++++ AVAILABLE DATA ++++
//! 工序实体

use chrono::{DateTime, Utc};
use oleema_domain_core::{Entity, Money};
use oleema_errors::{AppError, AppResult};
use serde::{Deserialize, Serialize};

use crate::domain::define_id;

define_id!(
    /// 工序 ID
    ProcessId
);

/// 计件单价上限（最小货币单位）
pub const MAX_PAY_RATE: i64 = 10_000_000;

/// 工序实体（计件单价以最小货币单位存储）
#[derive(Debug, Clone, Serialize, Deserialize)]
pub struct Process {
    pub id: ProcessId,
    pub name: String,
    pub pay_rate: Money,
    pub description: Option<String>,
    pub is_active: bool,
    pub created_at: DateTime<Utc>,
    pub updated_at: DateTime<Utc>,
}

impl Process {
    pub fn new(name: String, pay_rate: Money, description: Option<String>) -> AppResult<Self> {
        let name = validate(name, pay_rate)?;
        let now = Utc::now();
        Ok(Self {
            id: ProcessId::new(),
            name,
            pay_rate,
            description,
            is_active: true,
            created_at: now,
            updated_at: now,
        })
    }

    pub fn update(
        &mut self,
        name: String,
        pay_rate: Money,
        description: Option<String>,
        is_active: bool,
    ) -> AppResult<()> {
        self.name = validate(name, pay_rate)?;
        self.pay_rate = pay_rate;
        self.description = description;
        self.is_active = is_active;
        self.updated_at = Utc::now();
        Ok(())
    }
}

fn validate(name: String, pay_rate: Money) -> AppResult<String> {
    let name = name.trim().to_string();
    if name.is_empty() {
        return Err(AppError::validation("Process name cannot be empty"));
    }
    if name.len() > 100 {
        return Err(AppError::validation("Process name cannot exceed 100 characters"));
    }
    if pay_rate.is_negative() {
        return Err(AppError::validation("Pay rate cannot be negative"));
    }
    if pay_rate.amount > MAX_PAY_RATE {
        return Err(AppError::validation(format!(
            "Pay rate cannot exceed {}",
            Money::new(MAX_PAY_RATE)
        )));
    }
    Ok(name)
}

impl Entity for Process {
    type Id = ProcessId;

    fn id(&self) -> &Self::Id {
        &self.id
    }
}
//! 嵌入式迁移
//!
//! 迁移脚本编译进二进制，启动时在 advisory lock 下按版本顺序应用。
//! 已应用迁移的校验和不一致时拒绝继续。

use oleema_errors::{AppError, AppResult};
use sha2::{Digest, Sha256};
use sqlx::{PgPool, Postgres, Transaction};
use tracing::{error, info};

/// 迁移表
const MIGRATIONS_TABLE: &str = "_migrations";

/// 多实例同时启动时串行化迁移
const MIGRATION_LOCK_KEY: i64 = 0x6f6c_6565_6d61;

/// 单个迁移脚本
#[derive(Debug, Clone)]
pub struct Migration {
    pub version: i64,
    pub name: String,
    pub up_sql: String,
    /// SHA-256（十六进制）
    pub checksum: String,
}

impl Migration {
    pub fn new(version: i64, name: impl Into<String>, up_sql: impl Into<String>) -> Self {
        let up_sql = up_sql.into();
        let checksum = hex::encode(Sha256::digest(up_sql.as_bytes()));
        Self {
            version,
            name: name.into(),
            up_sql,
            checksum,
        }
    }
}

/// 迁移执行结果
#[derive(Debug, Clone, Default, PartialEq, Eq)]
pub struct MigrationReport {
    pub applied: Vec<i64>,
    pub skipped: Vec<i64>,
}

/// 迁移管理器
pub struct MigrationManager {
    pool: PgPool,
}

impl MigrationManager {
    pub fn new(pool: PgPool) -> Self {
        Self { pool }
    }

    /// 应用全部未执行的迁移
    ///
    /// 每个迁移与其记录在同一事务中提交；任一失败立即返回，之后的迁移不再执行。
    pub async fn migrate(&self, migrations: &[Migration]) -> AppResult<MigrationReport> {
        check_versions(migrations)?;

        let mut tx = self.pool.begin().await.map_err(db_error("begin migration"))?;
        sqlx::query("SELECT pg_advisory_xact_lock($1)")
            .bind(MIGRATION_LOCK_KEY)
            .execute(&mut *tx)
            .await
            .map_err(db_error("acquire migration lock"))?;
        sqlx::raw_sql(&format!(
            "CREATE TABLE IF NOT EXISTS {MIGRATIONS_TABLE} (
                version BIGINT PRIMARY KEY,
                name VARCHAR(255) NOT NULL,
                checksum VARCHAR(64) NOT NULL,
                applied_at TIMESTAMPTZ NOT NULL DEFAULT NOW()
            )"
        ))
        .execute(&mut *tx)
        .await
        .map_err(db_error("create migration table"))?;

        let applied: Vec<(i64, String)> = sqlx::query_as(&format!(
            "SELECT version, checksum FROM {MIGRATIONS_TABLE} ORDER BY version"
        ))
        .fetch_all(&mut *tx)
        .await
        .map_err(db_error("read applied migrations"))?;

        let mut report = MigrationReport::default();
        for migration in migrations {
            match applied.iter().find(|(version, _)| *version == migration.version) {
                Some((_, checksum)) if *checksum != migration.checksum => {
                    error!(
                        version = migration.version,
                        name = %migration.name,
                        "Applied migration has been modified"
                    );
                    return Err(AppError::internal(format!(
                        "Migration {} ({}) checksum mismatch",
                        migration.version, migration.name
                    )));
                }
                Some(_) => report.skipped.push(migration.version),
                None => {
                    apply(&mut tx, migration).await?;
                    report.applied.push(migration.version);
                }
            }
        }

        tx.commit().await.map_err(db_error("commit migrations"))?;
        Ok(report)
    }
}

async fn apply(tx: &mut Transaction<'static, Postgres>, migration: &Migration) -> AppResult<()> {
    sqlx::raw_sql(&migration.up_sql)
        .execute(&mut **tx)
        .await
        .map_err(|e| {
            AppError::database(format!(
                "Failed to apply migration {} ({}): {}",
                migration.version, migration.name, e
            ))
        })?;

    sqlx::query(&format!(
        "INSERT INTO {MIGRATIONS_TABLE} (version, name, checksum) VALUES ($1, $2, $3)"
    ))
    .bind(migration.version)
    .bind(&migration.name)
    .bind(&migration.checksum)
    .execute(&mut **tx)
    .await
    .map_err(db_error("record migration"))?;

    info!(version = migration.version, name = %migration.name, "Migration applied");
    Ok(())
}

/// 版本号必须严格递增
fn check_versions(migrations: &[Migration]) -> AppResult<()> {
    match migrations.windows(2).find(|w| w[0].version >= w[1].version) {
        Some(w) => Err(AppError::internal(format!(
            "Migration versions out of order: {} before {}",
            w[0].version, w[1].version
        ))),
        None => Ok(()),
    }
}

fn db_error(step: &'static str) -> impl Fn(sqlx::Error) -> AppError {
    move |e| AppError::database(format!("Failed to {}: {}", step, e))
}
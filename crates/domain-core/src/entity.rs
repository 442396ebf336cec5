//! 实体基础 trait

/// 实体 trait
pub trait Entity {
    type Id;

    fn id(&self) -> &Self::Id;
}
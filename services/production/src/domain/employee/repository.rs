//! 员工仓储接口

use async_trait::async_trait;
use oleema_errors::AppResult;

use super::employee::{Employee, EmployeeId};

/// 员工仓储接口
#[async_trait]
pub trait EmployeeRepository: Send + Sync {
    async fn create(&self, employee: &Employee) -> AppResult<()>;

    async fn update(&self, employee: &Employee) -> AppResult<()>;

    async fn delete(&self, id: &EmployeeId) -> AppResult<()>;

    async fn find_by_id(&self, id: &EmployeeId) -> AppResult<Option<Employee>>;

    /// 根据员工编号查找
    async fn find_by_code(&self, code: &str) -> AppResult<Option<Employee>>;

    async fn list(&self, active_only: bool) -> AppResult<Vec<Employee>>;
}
++++
▶ _PROBLEM_
From the first line to the last, retype the records exactly as they stand above.

▶ _THE ANSWER_
//! 工序实体

use chrono::{DateTime, Utc};
use oleema_domain_core::{Entity, Money};
use oleema_errors::{AppError, AppResult};
use serde::{Deserialize, Serialize};

use crate::domain::define_id;

define_id!(
    /// 工序 ID
    ProcessId
);

/// 计件单价上限（最小货币单位）
pub const MAX_PAY_RATE: i64 = 10_000_000;

/// 工序实体（计件单价以最小货币单位存储）
#[derive(Debug, Clone, Serialize, Deserialize)]
pub struct Process {
    pub id: ProcessId,
    pub name: String,
    pub pay_rate: Money,
    pub description: Option<String>,
    pub is_active: bool,
    pub created_at: DateTime<Utc>,
    pub updated_at: DateTime<Utc>,
}

impl Process {
    pub fn new(name: String, pay_rate: Money, description: Option<String>) -> AppResult<Self> {
        let name = validate(name, pay_rate)?;
        let now = Utc::now();
        Ok(Self {
            id: ProcessId::new(),
            name,
            pay_rate,
            description,
            is_active: true,
            created_at: now,
            updated_at: now,
        })
    }

    pub fn update(
        &mut self,
        name: String,
        pay_rate: Money,
        description: Option<String>,
        is_active: bool,
    ) -> AppResult<()> {
        self.name = validate(name, pay_rate)?;
        self.pay_rate = pay_rate;
        self.description = description;
        self.is_active = is_active;
        self.updated_at = Utc::now();
        Ok(())
    }
}

fn validate(name: String, pay_rate: Money) -> AppResult<String> {
    let name = name.trim().to_string();
    if name.is_empty() {
        return Err(AppError::validation("Process name cannot be empty"));
    }
    if name.len() > 100 {
        return Err(AppError::validation("Process name cannot exceed 100 characters"));
    }
    if pay_rate.is_negative() {
        return Err(AppError::validation("Pay rate cannot be negative"));
    }
    if pay_rate.amount > MAX_PAY_RATE {
        return Err(AppError::validation(format!(
            "Pay rate cannot exceed {}",
            Money::new(MAX_PAY_RATE)
        )));
    }
    Ok(name)
}

impl Entity for Process {
    type Id = ProcessId;

    fn id(&self) -> &Self::Id {
        &self.id
    }
}
//! 嵌入式迁移
//!
//! 迁移脚本编译进二进制，启动时在 advisory lock 下按版本顺序应用。
//! 已应用迁移的校验和不一致时拒绝继续。

use oleema_errors::{AppError, AppResult};
use sha2::{Digest, Sha256};
use sqlx::{PgPool, Postgres, Transaction};
use tracing::{error, info};

/// 迁移表
const MIGRATIONS_TABLE: &str = "_migrations";

/// 多实例同时启动时串行化迁移
const MIGRATION_LOCK_KEY: i64 = 0x6f6c_6565_6d61;

/// 单个迁移脚本
#[derive(Debug, Clone)]
pub struct Migration {
    pub version: i64,
    pub name: String,
    pub up_sql: String,
    /// SHA-256（十六进制）
    pub checksum: String,
}

impl Migration {
    pub fn new(version: i64, name: impl Into<String>, up_sql: impl Into<String>) -> Self {
        let up_sql = up_sql.into();
        let checksum = hex::encode(Sha256::digest(up_sql.as_bytes()));
        Self {
            version,
            name: name.into(),
            up_sql,
            checksum,
        }
    }
}

/// 迁移执行结果
#[derive(Debug, Clone, Default, PartialEq, Eq)]
pub struct MigrationReport {
    pub applied: Vec<i64>,
    pub skipped: Vec<i64>,
}

/// 迁移管理器
pub struct MigrationManager {
    pool: PgPool,
}

impl MigrationManager {
    pub fn new(pool: PgPool) -> Self {
        Self { pool }
    }

    /// 应用全部未执行的迁移
    ///
    /// 每个迁移与其记录在同一事务中提交；任一失败立即返回，之后的迁移不再执行。
    pub async fn migrate(&self, migrations: &[Migration]) -> AppResult<MigrationReport> {
        check_versions(migrations)?;

        let mut tx = self.pool.begin().await.map_err(db_error("begin migration"))?;
        sqlx::query("SELECT pg_advisory_xact_lock($1)")
            .bind(MIGRATION_LOCK_KEY)
            .execute(&mut *tx)
            .await
            .map_err(db_error("acquire migration lock"))?;
        sqlx::raw_sql(&format!(
            "CREATE TABLE IF NOT EXISTS {MIGRATIONS_TABLE} (
                version BIGINT PRIMARY KEY,
                name VARCHAR(255) NOT NULL,
                checksum VARCHAR(64) NOT NULL,
                applied_at TIMESTAMPTZ NOT NULL DEFAULT NOW()
            )"
        ))
        .execute(&mut *tx)
        .await
        .map_err(db_error("create migration table"))?;

        let applied: Vec<(i64, String)> = sqlx::query_as(&format!(
            "SELECT version, checksum FROM {MIGRATIONS_TABLE} ORDER BY version"
        ))
        .fetch_all(&mut *tx)
        .await
        .map_err(db_error("read applied migrations"))?;

        let mut report = MigrationReport::default();
        for migration in migrations {
            match applied.iter().find(|(version, _)| *version == migration.version) {
                Some((_, checksum)) if *checksum != migration.checksum => {
                    error!(
                        version = migration.version,
                        name = %migration.name,
                        "Applied migration has been modified"
                    );
                    return Err(AppError::internal(format!(
                        "Migration {} ({}) checksum mismatch",
                        migration.version, migration.name
                    )));
                }
                Some(_) => report.skipped.push(migration.version),
                None => {
                    apply(&mut tx, migration).await?;
                    report.applied.push(migration.version);
                }
            }
        }

        tx.commit().await.map_err(db_error("commit migrations"))?;
        Ok(report)
    }
}

async fn apply(tx: &mut Transaction<'static, Postgres>, migration: &Migration) -> AppResult<()> {
    sqlx::raw_sql(&migration.up_sql)
        .execute(&mut **tx)
        .await
        .map_err(|e| {
            AppError::database(format!(
                "Failed to apply migration {} ({}): {}",
                migration.version, migration.name, e
            ))
        })?;

    sqlx::query(&format!(
        "INSERT INTO {MIGRATIONS_TABLE} (version, name, checksum) VALUES ($1, $2, $3)"
    ))
    .bind(migration.version)
    .bind(&migration.name)
    .bind(&migration.checksum)
    .execute(&mut **tx)
    .await
    .map_err(db_error("record migration"))?;

    info!(version = migration.version, name = %migration.name, "Migration applied");
    Ok(())
}

/// 版本号必须严格递增
fn check_versions(migrations: &[Migration]) -> AppResult<()> {
    match migrations.windows(2).find(|w| w[0].version >= w[1].version) {
        Some(w) => Err(AppError::internal(format!(
            "Migration versions out of order: {} before {}",
            w[0].version, w[1].version
        ))),
        None => Ok(()),
    }
}

fn db_error(step: &'static str) -> impl Fn(sqlx::Error) -> AppError {
    move |e| AppError::database(format!("Failed to {}: {}", step, e))
}
filename crates/domain-core/src/entity.rs
repository 442396ebf336cec5
//! 实体基础 trait

/// 实体 trait
pub trait Entity {
    type Id;

    fn id(&self) -> &Self::Id;
}
filename services/production/src/domain/employee/repository.rs
//! 员工仓储接口

use async_trait::async_trait;
use oleema_errors::AppResult;

use super::employee::{Employee, EmployeeId};

/// 员工仓储接口
#[async_trait]
pub trait EmployeeRepository: Send + Sync {
    async fn create(&self, employee: &Employee) -> AppResult<()>;

    async fn update(&self, employee: &Employee) -> AppResult<()>;

    async fn delete(&self, id: &EmployeeId) -> AppResult<()>;

    async fn find_by_id(&self, id: &EmployeeId) -> AppResult<Option<Employee>>;

    /// 根据员工编号查找
    async fn find_by_code(&self, code: &str) -> AppResult<Option<Employee>>;

    async fn list(&self, active_only: bool) -> AppResult<Vec<Employee>>;
}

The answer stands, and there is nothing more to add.